* The data:
-*-*-

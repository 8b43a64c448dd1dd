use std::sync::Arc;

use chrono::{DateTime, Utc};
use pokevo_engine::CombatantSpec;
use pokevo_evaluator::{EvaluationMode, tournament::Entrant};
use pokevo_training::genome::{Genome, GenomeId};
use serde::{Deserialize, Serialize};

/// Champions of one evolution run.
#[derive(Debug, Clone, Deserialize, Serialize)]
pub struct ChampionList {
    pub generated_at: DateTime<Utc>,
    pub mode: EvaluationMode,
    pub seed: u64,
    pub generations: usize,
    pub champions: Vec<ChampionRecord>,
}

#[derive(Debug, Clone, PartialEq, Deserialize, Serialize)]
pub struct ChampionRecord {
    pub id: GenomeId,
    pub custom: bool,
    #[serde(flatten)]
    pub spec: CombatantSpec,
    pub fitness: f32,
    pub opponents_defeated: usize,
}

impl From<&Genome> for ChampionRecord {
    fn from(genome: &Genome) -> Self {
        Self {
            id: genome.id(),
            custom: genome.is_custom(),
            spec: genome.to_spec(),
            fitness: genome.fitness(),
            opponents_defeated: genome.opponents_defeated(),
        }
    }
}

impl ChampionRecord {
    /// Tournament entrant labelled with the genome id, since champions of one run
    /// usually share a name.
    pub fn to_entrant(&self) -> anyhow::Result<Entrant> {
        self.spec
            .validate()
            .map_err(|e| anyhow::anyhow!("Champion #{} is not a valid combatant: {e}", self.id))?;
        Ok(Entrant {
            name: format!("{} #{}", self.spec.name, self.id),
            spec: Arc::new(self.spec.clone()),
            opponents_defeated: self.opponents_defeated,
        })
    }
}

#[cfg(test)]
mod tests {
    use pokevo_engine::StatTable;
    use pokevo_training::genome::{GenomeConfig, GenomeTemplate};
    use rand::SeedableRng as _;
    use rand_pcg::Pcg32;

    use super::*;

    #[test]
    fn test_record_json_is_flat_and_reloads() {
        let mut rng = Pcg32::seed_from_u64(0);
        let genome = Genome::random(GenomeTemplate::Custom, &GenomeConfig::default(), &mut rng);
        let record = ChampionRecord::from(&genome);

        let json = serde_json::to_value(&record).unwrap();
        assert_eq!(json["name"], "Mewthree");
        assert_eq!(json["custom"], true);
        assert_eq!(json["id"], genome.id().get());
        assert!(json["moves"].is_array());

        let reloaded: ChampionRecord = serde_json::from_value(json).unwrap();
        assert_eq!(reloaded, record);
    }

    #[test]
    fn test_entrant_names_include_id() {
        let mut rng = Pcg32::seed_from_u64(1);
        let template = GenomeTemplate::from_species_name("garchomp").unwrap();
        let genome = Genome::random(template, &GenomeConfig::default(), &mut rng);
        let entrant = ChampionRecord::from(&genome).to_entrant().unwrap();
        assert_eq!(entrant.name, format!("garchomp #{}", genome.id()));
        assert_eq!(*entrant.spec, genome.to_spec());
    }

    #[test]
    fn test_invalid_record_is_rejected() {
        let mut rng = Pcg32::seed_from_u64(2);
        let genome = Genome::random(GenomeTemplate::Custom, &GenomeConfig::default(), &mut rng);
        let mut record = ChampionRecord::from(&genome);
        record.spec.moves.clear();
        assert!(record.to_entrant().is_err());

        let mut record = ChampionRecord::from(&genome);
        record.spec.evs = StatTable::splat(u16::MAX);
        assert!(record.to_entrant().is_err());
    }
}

-*-*-

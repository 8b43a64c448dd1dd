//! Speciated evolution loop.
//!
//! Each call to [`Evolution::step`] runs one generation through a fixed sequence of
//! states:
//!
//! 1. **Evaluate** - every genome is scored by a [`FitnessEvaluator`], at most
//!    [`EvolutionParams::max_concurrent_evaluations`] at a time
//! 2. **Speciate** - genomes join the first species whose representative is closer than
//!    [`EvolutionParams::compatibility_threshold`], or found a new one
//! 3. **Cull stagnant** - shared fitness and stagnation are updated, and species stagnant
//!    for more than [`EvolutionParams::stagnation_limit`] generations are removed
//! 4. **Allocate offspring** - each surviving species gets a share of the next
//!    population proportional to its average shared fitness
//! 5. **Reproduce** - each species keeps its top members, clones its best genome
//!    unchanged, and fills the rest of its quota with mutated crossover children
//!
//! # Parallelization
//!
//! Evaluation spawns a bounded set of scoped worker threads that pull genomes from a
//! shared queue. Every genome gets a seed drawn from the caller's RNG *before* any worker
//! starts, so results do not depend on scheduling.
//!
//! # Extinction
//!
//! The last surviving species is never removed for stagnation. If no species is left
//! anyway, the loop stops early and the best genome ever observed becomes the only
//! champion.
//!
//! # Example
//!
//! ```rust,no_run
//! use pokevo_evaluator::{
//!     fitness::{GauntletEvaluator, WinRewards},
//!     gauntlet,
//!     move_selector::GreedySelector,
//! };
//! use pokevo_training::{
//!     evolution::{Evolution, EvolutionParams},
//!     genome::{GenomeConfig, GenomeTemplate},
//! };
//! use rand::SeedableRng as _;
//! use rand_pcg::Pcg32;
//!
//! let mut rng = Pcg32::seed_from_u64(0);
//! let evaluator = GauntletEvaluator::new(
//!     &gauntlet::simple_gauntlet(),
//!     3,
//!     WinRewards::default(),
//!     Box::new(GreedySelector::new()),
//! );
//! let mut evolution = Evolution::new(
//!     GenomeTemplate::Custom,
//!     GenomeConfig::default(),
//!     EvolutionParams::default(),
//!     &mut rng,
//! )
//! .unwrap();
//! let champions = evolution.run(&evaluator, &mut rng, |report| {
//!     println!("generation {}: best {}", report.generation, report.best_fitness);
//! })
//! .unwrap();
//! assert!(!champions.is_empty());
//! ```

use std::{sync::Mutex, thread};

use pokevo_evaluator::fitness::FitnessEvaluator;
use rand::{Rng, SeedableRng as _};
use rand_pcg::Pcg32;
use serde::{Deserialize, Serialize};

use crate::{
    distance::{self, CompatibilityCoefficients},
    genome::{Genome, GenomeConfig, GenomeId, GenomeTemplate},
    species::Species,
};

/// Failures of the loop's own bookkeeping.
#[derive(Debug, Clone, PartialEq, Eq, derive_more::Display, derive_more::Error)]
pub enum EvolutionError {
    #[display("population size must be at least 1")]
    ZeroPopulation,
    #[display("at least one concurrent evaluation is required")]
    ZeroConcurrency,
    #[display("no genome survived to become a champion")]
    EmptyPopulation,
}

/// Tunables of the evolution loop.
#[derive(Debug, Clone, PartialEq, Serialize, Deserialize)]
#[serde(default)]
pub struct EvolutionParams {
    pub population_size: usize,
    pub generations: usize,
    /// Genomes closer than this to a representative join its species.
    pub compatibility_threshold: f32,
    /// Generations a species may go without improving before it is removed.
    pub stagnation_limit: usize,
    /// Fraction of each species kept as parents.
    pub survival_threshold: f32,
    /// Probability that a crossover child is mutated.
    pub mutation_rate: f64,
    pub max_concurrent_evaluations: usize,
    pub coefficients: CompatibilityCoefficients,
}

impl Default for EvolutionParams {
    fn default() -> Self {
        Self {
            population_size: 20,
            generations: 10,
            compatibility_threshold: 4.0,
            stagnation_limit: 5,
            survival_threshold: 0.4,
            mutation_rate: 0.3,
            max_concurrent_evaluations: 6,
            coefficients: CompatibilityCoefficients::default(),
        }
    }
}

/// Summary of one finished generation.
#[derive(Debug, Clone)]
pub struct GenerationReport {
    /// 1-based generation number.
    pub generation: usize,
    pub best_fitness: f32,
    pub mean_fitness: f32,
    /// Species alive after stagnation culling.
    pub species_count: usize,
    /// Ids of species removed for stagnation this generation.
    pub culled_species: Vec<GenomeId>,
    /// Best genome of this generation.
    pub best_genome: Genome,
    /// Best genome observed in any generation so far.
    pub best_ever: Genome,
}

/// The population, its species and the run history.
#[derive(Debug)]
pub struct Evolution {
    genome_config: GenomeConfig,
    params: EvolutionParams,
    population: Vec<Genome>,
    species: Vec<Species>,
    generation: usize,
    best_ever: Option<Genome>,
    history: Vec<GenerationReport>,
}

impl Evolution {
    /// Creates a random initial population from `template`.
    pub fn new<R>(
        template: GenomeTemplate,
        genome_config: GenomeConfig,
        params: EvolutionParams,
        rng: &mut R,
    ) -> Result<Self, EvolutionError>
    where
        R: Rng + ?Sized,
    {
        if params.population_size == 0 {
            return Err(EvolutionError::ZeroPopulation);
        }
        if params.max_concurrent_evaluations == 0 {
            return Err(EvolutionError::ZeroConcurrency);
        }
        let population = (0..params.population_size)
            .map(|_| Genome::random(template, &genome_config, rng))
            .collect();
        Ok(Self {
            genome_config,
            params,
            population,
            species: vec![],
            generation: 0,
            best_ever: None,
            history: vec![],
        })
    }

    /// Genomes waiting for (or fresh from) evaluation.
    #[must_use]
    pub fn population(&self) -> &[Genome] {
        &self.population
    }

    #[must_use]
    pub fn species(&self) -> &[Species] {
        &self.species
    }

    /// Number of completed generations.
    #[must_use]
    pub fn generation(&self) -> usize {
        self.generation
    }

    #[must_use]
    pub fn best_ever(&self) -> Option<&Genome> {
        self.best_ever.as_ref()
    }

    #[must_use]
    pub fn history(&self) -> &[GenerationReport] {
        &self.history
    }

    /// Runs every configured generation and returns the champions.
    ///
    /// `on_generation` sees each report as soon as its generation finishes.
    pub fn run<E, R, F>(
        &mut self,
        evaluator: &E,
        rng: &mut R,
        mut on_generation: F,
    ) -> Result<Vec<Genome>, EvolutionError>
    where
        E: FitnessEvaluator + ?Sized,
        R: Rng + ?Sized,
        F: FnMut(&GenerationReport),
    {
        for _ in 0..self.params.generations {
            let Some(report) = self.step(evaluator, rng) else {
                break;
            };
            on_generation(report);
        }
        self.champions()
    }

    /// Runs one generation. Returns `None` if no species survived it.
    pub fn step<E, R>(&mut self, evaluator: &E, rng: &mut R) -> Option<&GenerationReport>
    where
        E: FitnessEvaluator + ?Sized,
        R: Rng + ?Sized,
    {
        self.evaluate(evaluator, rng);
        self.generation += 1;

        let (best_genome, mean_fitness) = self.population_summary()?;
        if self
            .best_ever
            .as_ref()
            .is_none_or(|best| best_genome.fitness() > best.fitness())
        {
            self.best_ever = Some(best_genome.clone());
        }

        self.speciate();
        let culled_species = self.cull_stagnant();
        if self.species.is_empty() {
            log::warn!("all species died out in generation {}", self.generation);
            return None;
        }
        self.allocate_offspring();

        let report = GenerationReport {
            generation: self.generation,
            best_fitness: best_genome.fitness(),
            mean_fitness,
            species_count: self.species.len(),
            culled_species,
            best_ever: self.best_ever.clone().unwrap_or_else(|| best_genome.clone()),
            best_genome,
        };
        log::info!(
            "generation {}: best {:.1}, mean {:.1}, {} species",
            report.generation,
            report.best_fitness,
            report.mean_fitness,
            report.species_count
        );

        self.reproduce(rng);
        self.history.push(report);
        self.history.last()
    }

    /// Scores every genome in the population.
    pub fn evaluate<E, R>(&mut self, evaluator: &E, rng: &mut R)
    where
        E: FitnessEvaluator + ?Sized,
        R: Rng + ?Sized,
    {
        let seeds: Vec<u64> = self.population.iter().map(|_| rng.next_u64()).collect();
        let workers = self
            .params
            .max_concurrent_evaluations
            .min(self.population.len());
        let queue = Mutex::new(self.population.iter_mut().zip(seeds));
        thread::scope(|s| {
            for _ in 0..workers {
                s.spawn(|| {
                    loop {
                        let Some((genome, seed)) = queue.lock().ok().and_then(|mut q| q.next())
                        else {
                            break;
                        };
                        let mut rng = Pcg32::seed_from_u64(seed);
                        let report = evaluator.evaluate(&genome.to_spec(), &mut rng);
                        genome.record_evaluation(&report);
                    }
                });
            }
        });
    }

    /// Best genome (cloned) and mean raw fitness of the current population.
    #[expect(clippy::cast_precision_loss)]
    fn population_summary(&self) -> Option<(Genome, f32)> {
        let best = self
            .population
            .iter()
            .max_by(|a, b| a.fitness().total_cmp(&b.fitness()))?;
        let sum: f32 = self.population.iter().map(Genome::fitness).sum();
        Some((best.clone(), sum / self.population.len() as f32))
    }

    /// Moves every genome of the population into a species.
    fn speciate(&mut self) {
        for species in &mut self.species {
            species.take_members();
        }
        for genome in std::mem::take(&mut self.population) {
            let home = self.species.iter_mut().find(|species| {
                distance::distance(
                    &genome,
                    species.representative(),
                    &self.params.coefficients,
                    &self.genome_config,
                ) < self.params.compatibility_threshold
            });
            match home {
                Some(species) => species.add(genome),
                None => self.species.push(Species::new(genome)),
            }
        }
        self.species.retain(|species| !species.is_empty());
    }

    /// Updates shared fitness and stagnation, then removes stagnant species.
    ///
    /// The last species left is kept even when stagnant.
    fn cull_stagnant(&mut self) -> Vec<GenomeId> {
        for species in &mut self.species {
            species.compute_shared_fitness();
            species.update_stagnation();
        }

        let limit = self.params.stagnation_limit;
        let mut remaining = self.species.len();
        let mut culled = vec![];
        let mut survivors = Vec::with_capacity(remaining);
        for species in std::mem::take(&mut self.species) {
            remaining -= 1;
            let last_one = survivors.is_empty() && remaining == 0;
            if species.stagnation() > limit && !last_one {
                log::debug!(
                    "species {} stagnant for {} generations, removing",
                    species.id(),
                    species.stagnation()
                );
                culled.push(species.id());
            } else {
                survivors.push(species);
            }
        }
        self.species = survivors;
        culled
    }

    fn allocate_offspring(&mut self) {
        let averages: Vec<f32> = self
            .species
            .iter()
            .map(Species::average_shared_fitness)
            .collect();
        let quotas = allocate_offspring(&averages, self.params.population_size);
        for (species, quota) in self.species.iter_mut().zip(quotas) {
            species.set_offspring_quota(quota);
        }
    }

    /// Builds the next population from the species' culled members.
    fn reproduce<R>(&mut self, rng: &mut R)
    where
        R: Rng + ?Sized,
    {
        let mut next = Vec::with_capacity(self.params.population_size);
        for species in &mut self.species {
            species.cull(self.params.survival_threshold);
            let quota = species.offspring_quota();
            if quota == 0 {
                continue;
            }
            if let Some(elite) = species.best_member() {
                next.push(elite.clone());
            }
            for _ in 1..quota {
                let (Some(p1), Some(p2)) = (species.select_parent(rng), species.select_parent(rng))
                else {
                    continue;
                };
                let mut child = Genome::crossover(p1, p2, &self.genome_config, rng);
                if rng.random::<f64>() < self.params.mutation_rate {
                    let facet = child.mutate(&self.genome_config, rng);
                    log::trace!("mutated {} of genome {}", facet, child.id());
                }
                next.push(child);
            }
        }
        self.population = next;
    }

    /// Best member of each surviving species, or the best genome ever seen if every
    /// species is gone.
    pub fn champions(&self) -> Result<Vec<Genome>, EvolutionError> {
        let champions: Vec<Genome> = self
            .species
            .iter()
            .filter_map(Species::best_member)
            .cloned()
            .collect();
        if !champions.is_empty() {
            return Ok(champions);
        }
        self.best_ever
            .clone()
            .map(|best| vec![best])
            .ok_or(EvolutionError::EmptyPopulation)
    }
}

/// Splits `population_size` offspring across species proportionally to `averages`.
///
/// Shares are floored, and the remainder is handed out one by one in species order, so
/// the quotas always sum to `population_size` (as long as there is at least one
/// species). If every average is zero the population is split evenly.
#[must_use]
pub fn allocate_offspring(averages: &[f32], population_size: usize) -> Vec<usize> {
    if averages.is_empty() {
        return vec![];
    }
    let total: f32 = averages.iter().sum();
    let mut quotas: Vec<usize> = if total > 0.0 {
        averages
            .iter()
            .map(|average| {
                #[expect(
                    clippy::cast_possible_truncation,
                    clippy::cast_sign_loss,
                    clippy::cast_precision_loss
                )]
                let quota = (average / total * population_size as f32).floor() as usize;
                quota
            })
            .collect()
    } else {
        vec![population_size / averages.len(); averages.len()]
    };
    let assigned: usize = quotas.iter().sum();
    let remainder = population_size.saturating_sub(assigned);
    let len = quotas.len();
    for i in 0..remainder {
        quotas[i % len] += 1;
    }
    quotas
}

-*-*-

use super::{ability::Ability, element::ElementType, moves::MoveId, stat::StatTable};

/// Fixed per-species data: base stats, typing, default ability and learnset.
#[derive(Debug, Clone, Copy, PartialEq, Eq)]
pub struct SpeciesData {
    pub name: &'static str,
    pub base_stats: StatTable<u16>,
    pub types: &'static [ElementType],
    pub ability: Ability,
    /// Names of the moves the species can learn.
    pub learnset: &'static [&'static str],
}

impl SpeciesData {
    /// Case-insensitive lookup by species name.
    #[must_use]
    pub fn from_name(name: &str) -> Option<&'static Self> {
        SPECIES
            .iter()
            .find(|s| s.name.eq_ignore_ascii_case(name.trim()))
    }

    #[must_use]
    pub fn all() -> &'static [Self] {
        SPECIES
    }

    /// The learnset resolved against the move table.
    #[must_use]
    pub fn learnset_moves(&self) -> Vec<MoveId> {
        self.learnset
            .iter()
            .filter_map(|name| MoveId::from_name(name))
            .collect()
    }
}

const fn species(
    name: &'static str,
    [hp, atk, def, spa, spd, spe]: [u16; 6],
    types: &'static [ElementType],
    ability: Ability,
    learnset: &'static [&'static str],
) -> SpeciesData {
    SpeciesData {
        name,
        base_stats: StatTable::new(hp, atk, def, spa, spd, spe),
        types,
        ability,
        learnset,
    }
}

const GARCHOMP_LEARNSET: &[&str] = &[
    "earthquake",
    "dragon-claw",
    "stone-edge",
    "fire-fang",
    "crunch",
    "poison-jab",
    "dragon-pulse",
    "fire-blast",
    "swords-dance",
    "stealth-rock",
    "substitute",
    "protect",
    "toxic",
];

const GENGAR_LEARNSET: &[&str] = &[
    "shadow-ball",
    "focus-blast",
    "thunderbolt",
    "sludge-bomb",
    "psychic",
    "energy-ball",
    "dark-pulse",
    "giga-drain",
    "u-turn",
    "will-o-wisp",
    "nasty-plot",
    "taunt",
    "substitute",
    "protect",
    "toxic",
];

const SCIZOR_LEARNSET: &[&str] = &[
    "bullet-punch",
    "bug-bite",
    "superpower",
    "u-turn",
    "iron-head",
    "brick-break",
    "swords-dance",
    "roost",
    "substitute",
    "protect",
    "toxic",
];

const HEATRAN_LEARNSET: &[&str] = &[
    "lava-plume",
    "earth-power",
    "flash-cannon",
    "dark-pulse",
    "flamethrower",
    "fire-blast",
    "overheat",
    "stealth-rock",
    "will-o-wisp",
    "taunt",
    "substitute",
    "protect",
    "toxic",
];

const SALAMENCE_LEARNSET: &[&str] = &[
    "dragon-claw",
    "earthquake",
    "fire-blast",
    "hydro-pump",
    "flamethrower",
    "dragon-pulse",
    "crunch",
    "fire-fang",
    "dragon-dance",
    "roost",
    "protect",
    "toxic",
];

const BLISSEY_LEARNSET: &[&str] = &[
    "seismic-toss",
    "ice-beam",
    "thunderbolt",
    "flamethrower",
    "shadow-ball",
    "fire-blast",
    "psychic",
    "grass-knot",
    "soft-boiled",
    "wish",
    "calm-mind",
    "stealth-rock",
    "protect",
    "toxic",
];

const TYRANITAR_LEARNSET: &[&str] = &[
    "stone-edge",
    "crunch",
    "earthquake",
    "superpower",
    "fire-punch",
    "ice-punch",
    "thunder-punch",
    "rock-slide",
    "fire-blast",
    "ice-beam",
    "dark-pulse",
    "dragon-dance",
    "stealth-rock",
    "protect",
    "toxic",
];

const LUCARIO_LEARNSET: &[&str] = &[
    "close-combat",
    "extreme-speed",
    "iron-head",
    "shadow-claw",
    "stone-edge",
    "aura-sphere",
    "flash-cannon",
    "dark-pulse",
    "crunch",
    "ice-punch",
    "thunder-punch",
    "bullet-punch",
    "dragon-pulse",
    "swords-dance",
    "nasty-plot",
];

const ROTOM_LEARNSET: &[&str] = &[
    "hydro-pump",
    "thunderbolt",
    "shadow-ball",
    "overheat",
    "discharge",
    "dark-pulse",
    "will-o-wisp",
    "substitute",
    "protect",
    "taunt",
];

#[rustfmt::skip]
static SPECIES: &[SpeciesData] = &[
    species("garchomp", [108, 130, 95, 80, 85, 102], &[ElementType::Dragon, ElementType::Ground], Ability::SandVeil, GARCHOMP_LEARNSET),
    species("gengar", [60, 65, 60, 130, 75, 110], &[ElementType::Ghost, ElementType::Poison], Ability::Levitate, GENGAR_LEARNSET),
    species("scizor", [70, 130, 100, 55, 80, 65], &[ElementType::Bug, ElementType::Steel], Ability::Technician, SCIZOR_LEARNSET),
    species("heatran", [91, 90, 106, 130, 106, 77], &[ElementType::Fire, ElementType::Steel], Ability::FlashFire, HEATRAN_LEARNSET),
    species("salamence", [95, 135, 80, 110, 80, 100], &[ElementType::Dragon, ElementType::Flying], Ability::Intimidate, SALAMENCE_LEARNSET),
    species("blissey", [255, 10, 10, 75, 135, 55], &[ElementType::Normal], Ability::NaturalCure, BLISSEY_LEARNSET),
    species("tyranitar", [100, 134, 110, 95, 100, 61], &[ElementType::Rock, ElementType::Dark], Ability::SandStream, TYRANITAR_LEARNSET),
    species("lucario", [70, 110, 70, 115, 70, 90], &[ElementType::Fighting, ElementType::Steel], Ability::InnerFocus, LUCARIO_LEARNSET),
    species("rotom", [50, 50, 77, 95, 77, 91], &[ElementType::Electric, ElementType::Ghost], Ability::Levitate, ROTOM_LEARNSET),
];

-*-*-

* Task goal:
Search the preceding listing for "const" and extract every line where it is found.

* Task answer:
const fn species(
const GARCHOMP_LEARNSET: &[&str] = &[
const GENGAR_LEARNSET: &[&str] = &[
const SCIZOR_LEARNSET: &[&str] = &[
const HEATRAN_LEARNSET: &[&str] = &[
const SALAMENCE_LEARNSET: &[&str] = &[
const BLISSEY_LEARNSET: &[&str] = &[
const TYRANITAR_LEARNSET: &[&str] = &[
const LUCARIO_LEARNSET: &[&str] = &[
const ROTOM_LEARNSET: &[&str] = &[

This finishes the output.